Fit a random forest 🌳🌴🌲🌲🌴🌳🌴🌳🌲

library(tidyverse)
library(tidymodels)
library(arrow)
path <- here::here("data", "inspections.parquet")
inspections <- read_parquet(path)

set.seed(123)
inspect_split <- initial_split(inspections, prop = 0.8)
inspect_train <- training(inspect_split)
inspect_test <- testing(inspect_split)

inspection_rec <- 
  recipe(results ~ facility_type + risk + total_violations + inspection_date, 
         data = inspect_train) |> 
  step_date(inspection_date, features = c("month", "year"), keep_original_cols = FALSE)

inspection_fit <-
  workflow(inspection_rec, rand_forest(mode = "classification", trees = 1e3)) |> 
  fit(data = inspect_train)
import pandas as pd
import numpy as np
from sklearn import preprocessing, ensemble, pipeline, compose, model_selection

inspections = pd.read_parquet('../data/inspections.parquet')
inspections['inspection_date'] = pd.to_datetime(inspections['inspection_date'])
inspections['month'] = inspections['inspection_date'].dt.month
inspections['year'] = inspections['inspection_date'].dt.year

categorical_features = ['facility_type', 'risk', 'month']
X, y = inspections.drop(columns=['aka_name', 'results','inspection_date']), inspections['results']
X_train, X_test, y_train, y_test = model_selection.train_test_split(
    X, y,
    stratify = y,
    test_size = 0.2
)

oe = compose.make_column_transformer(
    (preprocessing.OrdinalEncoder(
            handle_unknown="use_encoded_value", unknown_value=-1),
        categorical_features,),
    remainder="passthrough",
).fit(X_train)
rf = ensemble.RandomForestClassifier().fit(oe.transform(X_train), y_train)
inspection_fit = pipeline.Pipeline([("ordinal_encoder", oe), ("random_forest", rf)])

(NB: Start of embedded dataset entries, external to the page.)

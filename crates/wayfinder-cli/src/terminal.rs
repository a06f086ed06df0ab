//! Terminal styling and color utilities.

/// ANSI escape codes used by the text renderers.
pub mod colors {
    pub const RESET: &str = "\x1b[0m";
    /// Bold white for node names.
    pub const WHITE_BOLD: &str = "\x1b[1;97m";
    /// Gray for secondary details (codes, distances).
    pub const GRAY: &str = "\x1b[90m";
    pub const GREEN: &str = "\x1b[32m";
    pub const YELLOW: &str = "\x1b[33m";
    pub const RED: &str = "\x1b[31m";
}

/// Resolved color codes, or empty strings when color is disabled.
#[derive(Debug, Clone, Copy)]
pub struct ColorPalette {
    pub reset: &'static str,
    pub white_bold: &'static str,
    pub gray: &'static str,
    pub green: &'static str,
    pub yellow: &'static str,
    pub red: &'static str,
}

impl ColorPalette {
    #[must_use]
    pub const fn colored() -> Self {
        Self {
            reset: colors::RESET,
            white_bold: colors::WHITE_BOLD,
            gray: colors::GRAY,
            green: colors::GREEN,
            yellow: colors::YELLOW,
            red: colors::RED,
        }
    }

    #[must_use]
    pub const fn plain() -> Self {
        Self {
            reset: "",
            white_bold: "",
            gray: "",
            green: "",
            yellow: "",
            red: "",
        }
    }

    /// `colored()` when the terminal supports ANSI colors, else `plain()`.
    #[must_use]
    pub fn detect() -> Self {
        if supports_color() {
            Self::colored()
        } else {
            Self::plain()
        }
    }
}

impl Default for ColorPalette {
    fn default() -> Self {
        Self::detect()
    }
}

/// Check if the terminal supports ANSI color codes.
///
/// Respects the `NO_COLOR` environment variable (https://no-color.org/) and
/// the `TERM=dumb` convention.
#[must_use]
pub fn supports_color() -> bool {
    if std::env::var_os("NO_COLOR").is_some() {
        return false;
    }
    if let Ok(term) = std::env::var("TERM") {
        if term.eq_ignore_ascii_case("dumb") {
            return false;
        }
    }
    true
}

#[cfg(test)]
mod tests {
    use super::*;

    #[test]
    fn plain_palette_is_empty() {
        let palette = ColorPalette::plain();
        assert!(palette.reset.is_empty());
        assert!(palette.green.is_empty());
    }
}
use std::fmt;

use serde::{Deserialize, Serialize};

/// Numeric identifier for a node.
pub type NodeId = i64;

/// Numeric identifier for an edge.
pub type EdgeId = i64;

/// Classification for a place in the building.
#[derive(Debug, Clone, Copy, PartialEq, Eq, Hash, Serialize, Deserialize)]
#[serde(rename_all = "snake_case")]
pub enum NodeKind {
    Room,
    Hallway,
    Entrance,
    Staircase,
    Elevator,
    Landmark,
    Junction,
    Directory,
    Exit,
}

impl NodeKind {
    /// Parse a kind label as it appears in remote datasets.
    pub fn parse(raw: &str) -> Option<Self> {
        let kind = match raw.trim().to_ascii_lowercase().as_str() {
            "room" | "classroom" | "office" => NodeKind::Room,
            "hallway" | "corridor" => NodeKind::Hallway,
            "entrance" => NodeKind::Entrance,
            "staircase" | "stairs" | "stair" => NodeKind::Staircase,
            "elevator" | "lift" => NodeKind::Elevator,
            "landmark" => NodeKind::Landmark,
            "junction" | "intersection" => NodeKind::Junction,
            "directory" => NodeKind::Directory,
            "exit" => NodeKind::Exit,
            _ => return None,
        };
        Some(kind)
    }
}

impl fmt::Display for NodeKind {
    fn fmt(&self, f: &mut fmt::Formatter<'_>) -> fmt::Result {
        let value = match self {
            NodeKind::Room => "room",
            NodeKind::Hallway => "hallway",
            NodeKind::Entrance => "entrance",
            NodeKind::Staircase => "staircase",
            NodeKind::Elevator => "elevator",
            NodeKind::Landmark => "landmark",
            NodeKind::Junction => "junction",
            NodeKind::Directory => "directory",
            NodeKind::Exit => "exit",
        };
        f.write_str(value)
    }
}

/// Position on the floor-plan image, in percent of width/height (0–100).
#[derive(Debug, Clone, Copy, PartialEq, Serialize, Deserialize)]
pub struct MapPosition {
    pub x: f64,
    pub y: f64,
}

impl MapPosition {
    /// Build a position, rejecting coordinates outside the 0–100 range.
    pub fn new(x: f64, y: f64) -> Option<Self> {
        let valid = |v: f64| v.is_finite() && (0.0..=100.0).contains(&v);
        if valid(x) && valid(y) {
            Some(Self { x, y })
        } else {
            None
        }
    }
}

/// A place in the building.
#[derive(Debug, Clone, PartialEq, Serialize, Deserialize)]
pub struct Node {
    pub id: NodeId,
    pub code: String,
    pub name: String,
    pub building: String,
    pub floor_level: i32,
    pub kind: NodeKind,
    #[serde(default, skip_serializing_if = "Option::is_none")]
    pub position: Option<MapPosition>,
    /// Remote reference to the node's panoramic image, when it has one.
    #[serde(default, skip_serializing_if = "Option::is_none")]
    pub image: Option<String>,
}

impl Node {
    pub fn has_image(&self) -> bool {
        self.image.as_deref().is_some_and(|url| !url.is_empty())
    }
}

/// Canonical undirected connection between two nodes.
#[derive(Debug, Clone, PartialEq, Serialize, Deserialize)]
pub struct Edge {
    pub id: EdgeId,
    pub from: NodeId,
    pub to: NodeId,
    /// Walking distance in metres.
    pub distance: f64,
    /// Compass bearing in degrees from `from` toward `to`.
    pub bearing: f64,
    pub is_staircase: bool,
    pub is_active: bool,
}

/// Rotate a bearing by 180° and normalize it into `[0, 360)`.
pub fn reverse_bearing(bearing: f64) -> f64 {
    normalize_bearing(bearing + 180.0)
}

/// Normalize any bearing into `[0, 360)`.
pub fn normalize_bearing(bearing: f64) -> f64 {
    let normalized = bearing.rem_euclid(360.0);
    // rem_euclid can round up to exactly 360.0 for tiny negative inputs.
    if normalized >= 360.0 {
        0.0
    } else {
        normalized
    }
}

Create your vetiver model and version

R

library(vetiver)
library(pins)

v <- vetiver_model(inspection_fit, "user.name/chicago-inspections-rstats")
board <- board_connect()
board |> vetiver_pin_write(v)

Python

from vetiver import VetiverModel, vetiver_pin_write
from pins import board_connect
from dotenv import load_dotenv
load_dotenv()

v = VetiverModel(inspection_fit, "user.name/chicago-inspections-python", prototype_data = X_train)
board = board_connect(allow_pickle_read = True)
vetiver_pin_write(board, v)

Make it easy to do the right thing

  • Robust and human-friendly checking of new data
  • Track and document software dependencies of models
  • Model cards for transparent, responsible reporting

Make it easy to do the right thing

Your turn 🏺

Activity

Open the Model Card template, and spend a few minutes exploring how you might create a Model Card for this inspection model.

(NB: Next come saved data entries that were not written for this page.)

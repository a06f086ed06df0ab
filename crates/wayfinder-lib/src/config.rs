//! Configuration resolution for the wayfinder core.
//!
//! Resolution order, lowest to highest priority:
//! 1. Built-in defaults.
//! 2. `wayfinder.json` in the resolved data directory.
//! 3. `WAYFINDER_*` environment variables.
//! 4. Values passed explicitly by the caller (CLI flags).

use std::env;
use std::fs;
use std::path::{Path, PathBuf};
use std::sync::Arc;
use std::time::Duration;

use directories::ProjectDirs;
use serde::{Deserialize, Serialize};
use tracing::debug;

use crate::cache::CacheConfig;
use crate::error::{Error, Result};
use crate::fetch::{Fetch, HttpFetcher, LocalFetcher};
use crate::routing::RouterConfig;

pub const CONFIG_FILENAME: &str = "wayfinder.json";
const DATABASE_FILENAME: &str = "wayfinder.db";
const ASSETS_DIRNAME: &str = "assets";

pub const DATA_DIR_ENV: &str = "WAYFINDER_DATA_DIR";
pub const DATASET_SOURCE_ENV: &str = "WAYFINDER_DATASET_SOURCE";
pub const FLOOR_WEIGHT_ENV: &str = "WAYFINDER_FLOOR_WEIGHT";

/// Remote locations of the node and edge collections, relative to the source.
#[derive(Debug, Clone, PartialEq, Eq, Serialize, Deserialize)]
#[serde(default)]
pub struct DatasetEndpoints {
    pub nodes: String,
    pub edges: String,
}

impl Default for DatasetEndpoints {
    fn default() -> Self {
        Self {
            nodes: "nodes/".to_string(),
            edges: "edges/".to_string(),
        }
    }
}

/// Where dataset and assets are fetched from.
#[derive(Debug, Clone, PartialEq, Eq)]
pub enum DatasetSource {
    Http(String),
    Local(PathBuf),
}

impl DatasetSource {
    pub fn parse(raw: &str) -> Self {
        let trimmed = raw.trim();
        if trimmed.starts_with("http://") || trimmed.starts_with("https://") {
            DatasetSource::Http(trimmed.to_string())
        } else {
            DatasetSource::Local(PathBuf::from(trimmed.strip_prefix("file://").unwrap_or(trimmed)))
        }
    }
}

#[derive(Debug, Clone, PartialEq, Serialize, Deserialize)]
#[serde(default)]
pub struct WayfinderConfig {
    /// Directory holding the key-value database and cached assets.
    pub data_dir: Option<PathBuf>,
    /// HTTP base URL or local directory of the campus dataset.
    pub source: Option<String>,
    pub endpoints: DatasetEndpoints,
    pub router: RouterConfig,
    pub cache: CacheConfig,
    pub http_timeout_secs: u64,
}

impl Default for WayfinderConfig {
    fn default() -> Self {
        Self {
            data_dir: None,
            source: None,
            endpoints: DatasetEndpoints::default(),
            router: RouterConfig::default(),
            cache: CacheConfig::default(),
            http_timeout_secs: 30,
        }
    }
}

/// Resolve the default data location using platform-specific project directories.
pub fn default_data_dir() -> Result<PathBuf> {
    let dirs =
        ProjectDirs::from("edu", "wayfinder", "wayfinder").ok_or(Error::ProjectDirsUnavailable)?;
    Ok(dirs.data_dir().to_path_buf())
}

impl WayfinderConfig {
    /// Resolve configuration for `data_dir` (or the default location) using
    /// the process environment.
    pub fn load(data_dir: Option<&Path>) -> Result<Self> {
        Self::load_with(data_dir, |key| env::var(key).ok())
    }

    /// Same as [`WayfinderConfig::load`] with an injectable environment, so
    /// tests don't have to mutate process-global state.
    pub fn load_with<F>(data_dir: Option<&Path>, lookup: F) -> Result<Self>
    where
        F: Fn(&str) -> Option<String>,
    {
        let dir = match data_dir {
            Some(explicit) => explicit.to_path_buf(),
            None => match lookup(DATA_DIR_ENV) {
                Some(from_env) if !from_env.trim().is_empty() => PathBuf::from(from_env),
                _ => default_data_dir()?,
            },
        };

        let file = dir.join(CONFIG_FILENAME);
        let mut config = if file.exists() {
            debug!(path = %file.display(), "loading configuration file");
            let contents = fs::read_to_string(&file)?;
            serde_json::from_str::<WayfinderConfig>(&contents).map_err(|err| Error::Config {
                message: format!("{}: {err}", file.display()),
            })?
        } else {
            WayfinderConfig::default()
        };

        config.apply_env(&lookup)?;
        config.data_dir = Some(dir);
        Ok(config)
    }

    fn apply_env<F>(&mut self, lookup: &F) -> Result<()>
    where
        F: Fn(&str) -> Option<String>,
    {
        if let Some(source) = lookup(DATASET_SOURCE_ENV).filter(|s| !s.trim().is_empty()) {
            self.source = Some(source);
        }
        if let Some(raw) = lookup(FLOOR_WEIGHT_ENV) {
            let weight: f64 = raw.trim().parse().map_err(|_| Error::Config {
                message: format!("{FLOOR_WEIGHT_ENV} must be a number, got {raw:?}"),
            })?;
            if !weight.is_finite() || weight < 0.0 {
                return Err(Error::Config {
                    message: format!("{FLOOR_WEIGHT_ENV} must be non-negative, got {weight}"),
                });
            }
            self.router.floor_weight = weight;
        }
        Ok(())
    }

    pub fn data_dir(&self) -> Result<PathBuf> {
        match &self.data_dir {
            Some(dir) => Ok(dir.clone()),
            None => default_data_dir(),
        }
    }

    pub fn database_path(&self) -> Result<PathBuf> {
        Ok(self.data_dir()?.join(DATABASE_FILENAME))
    }

    pub fn assets_dir(&self) -> Result<PathBuf> {
        Ok(self.data_dir()?.join(ASSETS_DIRNAME))
    }

    pub fn dataset_source(&self) -> Option<DatasetSource> {
        self.source.as_deref().map(DatasetSource::parse)
    }

    /// Build the fetcher for the configured source.
    pub fn build_fetcher(&self) -> Result<Arc<dyn Fetch>> {
        match self.dataset_source() {
            Some(DatasetSource::Http(base)) => Ok(Arc::new(HttpFetcher::new(
                base,
                Duration::from_secs(self.http_timeout_secs),
            )?)),
            Some(DatasetSource::Local(root)) => Ok(Arc::new(LocalFetcher::new(root))),
            None => Err(Error::Config {
                message: format!("no dataset source configured; set {DATASET_SOURCE_ENV}"),
            }),
        }
    }
}

#[cfg(test)]
mod tests {
    use super::*;
    use std::collections::HashMap;

    fn env_of(pairs: &[(&str, &str)]) -> impl Fn(&str) -> Option<String> {
        let map: HashMap<String, String> = pairs
            .iter()
            .map(|(k, v)| (k.to_string(), v.to_string()))
            .collect();
        move |key| map.get(key).cloned()
    }

    #[test]
    fn file_then_env_layering() {
        let dir = tempfile::tempdir().expect("tempdir");
        fs::write(
            dir.path().join(CONFIG_FILENAME),
            r#"{"source": "https://campus.example.edu/api", "router": {"floor_weight": 3.0}}"#,
        )
        .expect("write config");

        let config = WayfinderConfig::load_with(Some(dir.path()), env_of(&[])).expect("load");
        assert_eq!(config.router.floor_weight, 3.0);
        assert_eq!(
            config.dataset_source(),
            Some(DatasetSource::Http("https://campus.example.edu/api".to_string()))
        );

        let config = WayfinderConfig::load_with(
            Some(dir.path()),
            env_of(&[(DATASET_SOURCE_ENV, "/srv/export"), (FLOOR_WEIGHT_ENV, "0")]),
        )
        .expect("load with env");
        assert_eq!(config.router.floor_weight, 0.0);
        assert_eq!(
            config.dataset_source(),
            Some(DatasetSource::Local(PathBuf::from("/srv/export")))
        );
        assert_eq!(
            config.database_path().expect("db path"),
            dir.path().join("wayfinder.db")
        );
    }

    #[test]
    fn rejects_negative_floor_weight() {
        let dir = tempfile::tempdir().expect("tempdir");
        let error =
            WayfinderConfig::load_with(Some(dir.path()), env_of(&[(FLOOR_WEIGHT_ENV, "-1")]))
                .expect_err("negative weight");
        assert!(error.to_string().contains("non-negative"));
    }
}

Discuss something you notice about the Model Card with your neighbor.

05:00

You can deploy your model as a…

REST API

What is a REST API?

An interface that can connect applications in a standard way

Create a vetiver REST API

R

library(plumber)

pr() |>
  vetiver_api(v) |>
  pr_run()

Python

api = VetiverAPI(v)
api.run()

Your turn 🏺

Activity

Create a vetiver API for your model and run it locally.

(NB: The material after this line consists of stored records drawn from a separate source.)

//! Wayfinder library entry points.
//!
//! This crate owns the indoor campus graph, the A* router with turn-by-turn
//! directions, the two-tier offline resource cache, download sessions, the
//! connectivity-driven sync controller and freshness evaluation. Platform
//! capabilities (key-value storage, blob storage, fetching, clock) are
//! injected as traits so the CLI and tests can supply their own.
//!

#![deny(warnings)]

pub mod cache;
pub mod clock;
pub mod config;
pub mod directions;
pub mod download;
pub mod error;
pub mod fetch;
pub mod freshness;
pub mod graph;
pub mod ingest;
pub mod model;
pub mod path;
pub mod routing;
pub mod session;
pub mod state;
pub mod store;
pub mod sync;

pub use cache::{
    CacheConfig, CacheMetadata, ImageSource, OfflineStats, PrefetchReport, ResourceCache,
    VerificationReport,
};
pub use clock::{Clock, SystemClock};
pub use config::{default_data_dir, DatasetEndpoints, DatasetSource, WayfinderConfig};
pub use directions::{compass_to_direction, CompassDirection, Directions, Instruction, Movement};
pub use download::{
    CancelHandle, DownloadMode, DownloadOrchestrator, DownloadOutcome, DownloadPhase,
    DownloadProgress, DownloadStatus,
};
pub use error::{Error, Result};
pub use fetch::{Fetch, HttpFetcher, LocalFetcher, OfflineFetcher};
pub use freshness::{
    classify, estimate_download_size, format_bytes, has_storage_headroom, Severity, Staleness,
};
pub use graph::GraphModel;
pub use model::{Edge, EdgeId, MapPosition, Node, NodeId, NodeKind};
pub use path::{find_path, PathResult, PathStep, SearchOptions};
pub use routing::{Router, RouterConfig};
pub use state::SyncState;
pub use store::{
    AssetRef, BlobStore, FsBlobStore, KeyValueStore, MemoryBlobStore, MemoryStore, SqliteStore,
};
pub use sync::{NetworkEvent, SyncController, SyncOutcome, SyncStatus, Transport};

Explore the visual documentation.

How many endpoints are there?

Discuss what you notice with your neighbor.

07:00

What does “deploy” mean?

What does “deploy” mean?

Where does vetiver work?

  • Posit’s pro products, like Connect

  • AWS SageMaker (R only, for now)

  • A public or private cloud, using Docker

Deploy to Posit Connect

R

vetiver_deploy_rsconnect(board, "user.name/chicago-inspections-rstats")

Python

from rsconnect.api import RSConnectServer

connect_server = RSConnectServer(url = rsc_url, api_key = api_key)
board = pins.board_connect(allow_pickle_read = True)

vetiver.deploy_rsconnect(
    connect_server = connect_server,
    board = board,
    pin_name = "user.name/chicago-inspections-python",
)

Your turn 🏺

Activity

Deploy your model to your Posit Connect server.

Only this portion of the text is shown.